Oh my gosh. That was the most amazing thing. My daughter was 23 at the time and she was living in South Dakota doing amazing. She had worked for AmeriCorps, she was in Kansas, when that tornado ripped out the whole town. I think it was Greensburg years ago. She was one of the people that was there in the recovery effort. So she did a lot of that stuff. She was in Brownsville, Texas to clean up after Hurricane Katie I can't remember the name of it, but it took out like the whole like football stadium and all that down there. So she was doing stuff like that and then she ended up in South Dakota and ended up getting pregnant and called me and I was living in Albuquerque at the time, which by the way is a whole experience. And we decided to move back to Missouri where our family was because we decided that babies needed family. So that's how we got back here and that's how I ended up working at this job because I had been self-employed. I was a real estate agent and I had my own promotional products company, so I was self-employed. When we came back to Missouri, it was when gas prices were $5 a gallon. And I was like, um, I'm gonna have to find a job, like a real job. I can't be self-employed in this. It was crazy. Real estate was non-existent. Interest rates were high. So that's how I ended up working with the chiropractor that I started working with at the age of 40, and that's how my life completely changed.

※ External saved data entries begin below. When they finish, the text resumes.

//! Integration test driver for `tests/integration/` submodule.
//!
//! Each `mod` below maps to a file that exercises a specific subsystem
//! against mock adapters.  All tests run on the host (x86_64) with no
//! real hardware required.

mod cloud_tests;
mod harness_tests;
mod mock_hw;
mod mode_tests;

Stephanie: One of the things you said to me was, I thought I was so healed back then,

Annette: Oh, yeah.

Stephanie: but it's, it's a, it's a continuum, isn't it?

Annette: Right. Well, you don't know until you don't know. Right.

Stephanie: Yeah. You said also that the last three years you've seen some pretty big shifts in transformations.

Annette: Yeah, so about three years ago, I left my third marriage and I was single for like 20 years before that. But I decided that I wanted to be married, and I found this awesome guy and I got married to him. And then between the two of us, we each had our own behaviors. That ended up, it had to end eventually. So when I left him, through the trauma and the heartbreak and all the disappointments, I decided that I wasn't gonna just sit down and be a victim anymore. I wanted to know why I kept reliving the same relationship over and over and over again. And in all honesty, if I put a mirror up to it, it would look a lot like my mom and dad's relationship. And I was like, okay, obviously I can't fix this by myself because I don't know how. And I did some research and I found somebody that did hypnotherapy and I was like, okay, this has to be the answer. It's gonna get to the root of all my problems because obviously I don't know what they are.

So I did that and it was very helpful and that helped me kind of get out of the slump that I was in, opened some doors and some ideas for me to start thinking. Then I was on a new healing path and emotional intelligence was something I had never heard of or thought of and all of a sudden I was in this world where I was like being more aware and trying to understand my feelings and trying to communicate my feelings was hard because I was deep in victim mode and I wanted somebody else to fix what was wrong because I didn't see that there was anything going on in here that needed to be fixed. So after going through all of that, I was much better, but I still knew that I wasn't getting where I wanted to get. I needed deeper. I ran across someone on Facebook and she was talking about boundaries. And I was like, oh, I need some of those. Boundaries, that sounds great. How do I get some of those?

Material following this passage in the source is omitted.